» WHAT IS REQUIRED: Print word for word the first line of the records below and every following line through the one containing "self.routes.lock().unwrap().extend(theirs);"; print nothing else.

Records drawn from a dataset
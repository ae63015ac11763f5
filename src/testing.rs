//! Test doubles and payload builders shared by unit tests.

use reqwest::Method;
use serde_json::{json, Value};
use std::collections::VecDeque;
use std::sync::Mutex;

use crate::core::session::{RawResponse, SessionProvider};
use crate::Result;

struct Route {
    pattern: String,
    responses: VecDeque<RawResponse>,
}

/// Session that answers from a script of canned responses.
///
/// A request is served by the first route whose pattern occurs in the URL.
/// Each route yields its responses in order and keeps repeating the last one.
/// Unmatched URLs get a 404.
pub struct ScriptedSession {
    routes: Mutex<Vec<Route>>,
    requests: Mutex<Vec<String>>,
    pub accept_refresh: bool,
    pub refreshes: u32,
}

impl Default for ScriptedSession {
    fn default() -> Self {
        Self::new()
    }
}

impl ScriptedSession {
    pub fn new() -> Self {
        Self {
            routes: Mutex::new(Vec::new()),
            requests: Mutex::new(Vec::new()),
            accept_refresh: true,
            refreshes: 0,
        }
    }

    /// Queue a response for URLs containing `pattern`.
    pub fn on(self, pattern: &str, status: u16, body: impl Into<String>) -> Self {
        let response = RawResponse::new(status, body);
        {
            let mut routes = self.routes.lock().unwrap();
            match routes.iter_mut().find(|r| r.pattern == pattern) {
                Some(route) => route.responses.push_back(response),
                None => routes.push(Route {
                    pattern: pattern.to_string(),
                    responses: VecDeque::from([response]),
                }),
            }
        }
        self
    }

    pub fn on_json(self, pattern: &str, body: &Value) -> Self {
        self.on(pattern, 200, body.to_string())
    }

    /// Append `other`'s routes after this session's, so ours take precedence.
    pub fn merge(self, other: ScriptedSession) -> Self {
        let theirs = other.routes.into_inner().unwrap();
        self.routes.lock().unwrap().extend(theirs);
        self
    }

    pub fn rejecting_refresh(mut self) -> Self {
        self.accept_refresh = false;
        self
    }

    /// URLs requested so far, in order.
    pub fn requests(&self) -> Vec<String> {
        self.requests.lock().unwrap().clone()
    }

    pub fn request_count(&self, pattern: &str) -> usize {
        self.requests
            .lock()
            .unwrap()
            .iter()
            .filter(|u| u.contains(pattern))
            .count()
    }
}

impl SessionProvider for ScriptedSession {
    async fn authorized_request(
        &self,
        _method: Method,
        url: &str,
        _params: &[(String, String)],
    ) -> Result<RawResponse> {
        self.requests.lock().unwrap().push(url.to_string());

        let mut routes = self.routes.lock().unwrap();
        let Some(route) = routes.iter_mut().find(|r| url.contains(&r.pattern)) else {
            return Ok(RawResponse::new(404, "no route"));
        };
        let response = if route.responses.len() > 1 {
            route.responses.pop_front()
        } else {
            route.responses.front().cloned()
        };
        Ok(response.unwrap_or_else(|| RawResponse::new(404, "no response")))
    }

    async fn refresh(&mut self) -> Result<bool> {
        self.refreshes += 1;
        Ok(self.accept_refresh)
    }
}

/// Team record in fragment form, as the teams collection returns it.
pub fn team_fragments(team_key: &str, name: &str, wins: u32, losses: u32) -> Value {
    let team_id = team_key.rsplit('.').next().unwrap_or("0");
    json!([
        [
            {"team_key": team_key},
            {"team_id": team_id},
            {"name": name},
            [],
            {"managers": [{"manager": {"manager_id": team_id, "nickname": format!("{} GM", name)}}]}
        ],
        {"team_standings": {
            "rank": team_id,
            "outcome_totals": {"wins": wins, "losses": losses, "ties": 0, "percentage": ".500"}
        }}
    ])
}

/// One page of the league teams collection.
pub fn teams_page(league_key: &str, teams: &[Value], total: Option<usize>) -> Value {
    let mut collection = serde_json::Map::new();
    for (i, team) in teams.iter().enumerate() {
        collection.insert(i.to_string(), json!({ "team": team }));
    }
    collection.insert("count".to_string(), json!(teams.len()));
    if let Some(total) = total {
        collection.insert("total".to_string(), json!(total));
    }
    json!({"fantasy_content": {"league": [
        {"league_key": league_key, "name": "Test League"},
        {"teams": collection}
    ]}})
}

/// Player record in fragment form with an optional roster slot.
pub fn player_fragments(player_key: &str, name: &str, positions: &[&str], slot: Option<&str>) -> Value {
    let eligible: Vec<Value> = positions.iter().map(|p| json!({"position": p})).collect();
    let mut record = json!([
        [
            {"player_key": player_key},
            {"player_id": player_key.rsplit('.').next().unwrap_or("0")},
            {"name": {"full": name, "first": name, "last": name}},
            {"editorial_team_abbr": "BOS"},
            {"display_position": positions.join(",")},
            {"eligible_positions": eligible},
            {"is_undroppable": "0"}
        ]
    ]);
    if let (Some(slot), Some(items)) = (slot, record.as_array_mut()) {
        items.push(json!({"selected_position": [
            {"coverage_type": "week"},
            {"week": "1"},
            {"position": slot}
        ]}));
    }
    record
}

/// Roster payload for one team and week.
pub fn roster_payload(team_key: &str, week: u16, players: &[Value]) -> Value {
    let mut collection = serde_json::Map::new();
    for (i, player) in players.iter().enumerate() {
        collection.insert(i.to_string(), json!({ "player": player }));
    }
    collection.insert("count".to_string(), json!(players.len()));
    json!({"fantasy_content": {"team": [
        [{"team_key": team_key}, {"name": "Roster Team"}],
        {"roster": {
            "coverage_type": "week",
            "week": week.to_string(),
            "is_editable": 0,
            "0": {"players": collection}
        }}
    ]}})
}

/// Stats array in the API's `{"stat": {...}}` form.
pub fn stats(values: &[(u32, &str)]) -> Value {
    Value::Array(
        values
            .iter()
            .map(|(id, v)| json!({"stat": {"stat_id": id.to_string(), "value": v}}))
            .collect(),
    )
}

/// Weekly team stats payload.
pub fn team_stats_payload(team_key: &str, week: u16, values: &[(u32, &str)], completed: u32) -> Value {
    json!({"fantasy_content": {"team": [
        [{"team_key": team_key}, {"name": "Stats Team"}],
        {
            "team_stats": {"coverage_type": "week", "week": week.to_string(), "stats": stats(values)},
            "team_remaining_games": {
                "coverage_type": "week",
                "week": week,
                "total": {"remaining_games": 0, "live_games": 0, "completed_games": completed}
            }
        }
    ]}})
}

/// One matchup record. `winner` of `None` marks a tie.
pub fn matchup(
    week: u16,
    status: &str,
    a: (&str, &[(u32, &str)]),
    b: (&str, &[(u32, &str)]),
    winner: Option<&str>,
) -> Value {
    let side = |key: &str, values: &[(u32, &str)]| {
        json!({"team": [
            [{"team_key": key}, {"name": "Side"}],
            {"team_stats": {"coverage_type": "week", "week": week.to_string(), "stats": stats(values)}}
        ]})
    };
    let tied = u8::from(winner.is_none());
    let mut record = json!({
        "week": week.to_string(),
        "status": status,
        "is_tied": tied,
        "0": {"teams": {"0": side(a.0, a.1), "1": side(b.0, b.1), "count": 2}}
    });
    if let (Some(w), Some(obj)) = (winner, record.as_object_mut()) {
        obj.insert("winner_team_key".to_string(), json!(w));
    }
    record
}

/// Scoreboard payload wrapping matchup records.
pub fn scoreboard_payload(league_key: &str, week: u16, matchups: &[Value]) -> Value {
    let mut collection = serde_json::Map::new();
    for (i, m) in matchups.iter().enumerate() {
        collection.insert(i.to_string(), json!({ "matchup": m }));
    }
    collection.insert("count".to_string(), json!(matchups.len()));
    json!({"fantasy_content": {"league": [
        {"league_key": league_key},
        {"scoreboard": {"week": week.to_string(), "0": {"matchups": collection}}}
    ]}})
}

/// League settings payload for a ten-team head-to-head league.
pub fn league_settings_payload(league_key: &str, scoring_type: &str) -> Value {
    json!({"fantasy_content": {"league": [
        {
            "league_key": league_key,
            "league_id": league_key.rsplit('.').next().unwrap_or("0"),
            "name": "Test League",
            "num_teams": 10,
            "scoring_type": scoring_type,
            "current_week": 3,
            "start_week": "1",
            "end_week": "20",
            "is_finished": 0,
            "season": "2023",
            "game_code": "nba"
        },
        {"settings": [{
            "playoff_start_week": "18",
            "uses_playoff": "1",
            "roster_positions": [
                {"roster_position": {"position": "PG", "count": 1}},
                {"roster_position": {"position": "SG", "count": 1}},
                {"roster_position": {"position": "Util", "count": 3}},
                {"roster_position": {"position": "BN", "count": 3}},
                {"roster_position": {"position": "IL", "count": 2}},
                {"roster_position": {"position": "IL+", "count": 1}}
            ],
            "stat_categories": {"stats": [
                {"stat": {"stat_id": 9004003, "enabled": "1", "display_name": "FGM/A", "sort_order": "1", "is_only_display_stat": "1"}},
                {"stat": {"stat_id": 5, "enabled": "1", "display_name": "FG%", "sort_order": "1"}},
                {"stat": {"stat_id": 12, "enabled": "1", "display_name": "PTS", "sort_order": "1"}},
                {"stat": {"stat_id": 19, "enabled": "1", "display_name": "TO", "sort_order": "0"}}
            ]}
        }]}
    ]}})
}
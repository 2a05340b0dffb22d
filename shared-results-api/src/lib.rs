//! Request-scoped sharing of mutation results.
//!
//! GraphQL gives a mutation field no way to refer to the result of a sibling field. This crate
//! models a mutation request as a sequence of node operations (create or update an entity) and
//! edge operations (relate entities produced earlier), and lets edges reference nodes by the
//! alias the client gave them:
//!
//! ```graphql
//! mutation {
//!   n1: upsertChild(data: {name: "John"}) { pk }
//!   n2: upsertChild(data: {name: "Julie"}) { pk }
//!   addSibling(node1: "n1", node2: "n2") { ok }
//! }
//! ```
//!
//! The engine binding lives in `shared-results-graphql`; nothing here depends on a GraphQL
//! implementation.

pub mod contract;
pub mod error;
pub mod logging;
pub mod registry;
pub mod result_ref;

pub use contract::{execute_node, EdgeMutation, NodeMutation, ResolutionContext};
pub use error::SharedResultError;
pub use registry::{SharedEntity, SharedResults};
pub use result_ref::ResultRef;
use crate::{
    config::{
        app_config::AppConfigBuilder,
        log_config::DEFAULT_LOG_LEVEL,
        server_config::{DEFAULT_HOST, DEFAULT_PORT},
    },
    data::Data,
    model::create_schema,
    server::{GraphServer, ServerError},
};
use clap::{command, Parser, Subcommand};
use std::path::PathBuf;
use tokio::io::Result as IoResult;

#[derive(Parser)]
#[command(about = "Run the GraphServer with specified configurations")]
struct Args {
    #[arg(long, env = "SHARED_RESULTS_HOST", default_value = DEFAULT_HOST)]
    host: String,

    #[arg(long, env = "SHARED_RESULTS_PORT", default_value_t = DEFAULT_PORT)]
    port: u16,

    #[arg(long, env = "SHARED_RESULTS_LOG_LEVEL", default_value = DEFAULT_LOG_LEVEL)]
    log_level: String,

    #[arg(long, env = "SHARED_RESULTS_CONFIG_PATH", default_value = None)]
    config_path: Option<PathBuf>,

    #[command(subcommand)]
    command: Option<Commands>,
}

#[derive(Subcommand)]
enum Commands {
    #[command(about = "Print the GraphQL schema to the standard output")]
    Schema,
}

pub async fn cli() -> IoResult<()> {
    let args = Args::parse();

    if let Some(Commands::Schema) = args.command {
        let schema =
            create_schema(Data::new()).map_err(|e| ServerError::SchemaError(e.to_string()))?;
        println!("{}", schema.sdl());
    } else {
        // a config file only applies when no explicit configuration is given
        let app_config = args.config_path.is_none().then(|| {
            AppConfigBuilder::new()
                .with_host(args.host)
                .with_port(args.port)
                .with_log_level(args.log_level)
                .build()
        });

        GraphServer::new(Data::new(), app_config, args.config_path)?
            .run()
            .await?;
    }
    Ok(())
}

» TASK RESPONSE:
repository ae63015ac11763f5
filename src/testing.rs
//! Test doubles and payload builders shared by unit tests.

use reqwest::Method;
use serde_json::{json, Value};
use std::collections::VecDeque;
use std::sync::Mutex;

use crate::core::session::{RawResponse, SessionProvider};
use crate::Result;

struct Route {
    pattern: String,
    responses: VecDeque<RawResponse>,
}

/// Session that answers from a script of canned responses.
///
/// A request is served by the first route whose pattern occurs in the URL.
/// Each route yields its responses in order and keeps repeating the last one.
/// Unmatched URLs get a 404.
pub struct ScriptedSession {
    routes: Mutex<Vec<Route>>,
    requests: Mutex<Vec<String>>,
    pub accept_refresh: bool,
    pub refreshes: u32,
}

impl Default for ScriptedSession {
    fn default() -> Self {
        Self::new()
    }
}

impl ScriptedSession {
    pub fn new() -> Self {
        Self {
            routes: Mutex::new(Vec::new()),
            requests: Mutex::new(Vec::new()),
            accept_refresh: true,
            refreshes: 0,
        }
    }

    /// Queue a response for URLs containing `pattern`.
    pub fn on(self, pattern: &str, status: u16, body: impl Into<String>) -> Self {
        let response = RawResponse::new(status, body);
        {
            let mut routes = self.routes.lock().unwrap();
            match routes.iter_mut().find(|r| r.pattern == pattern) {
                Some(route) => route.responses.push_back(response),
                None => routes.push(Route {
                    pattern: pattern.to_string(),
                    responses: VecDeque::from([response]),
                }),
            }
        }
        self
    }

    pub fn on_json(self, pattern: &str, body: &Value) -> Self {
        self.on(pattern, 200, body.to_string())
    }

    /// Append `other`'s routes after this session's, so ours take precedence.
    pub fn merge(self, other: ScriptedSession) -> Self {
        let theirs = other.routes.into_inner().unwrap();
        self.routes.lock().unwrap().extend(theirs);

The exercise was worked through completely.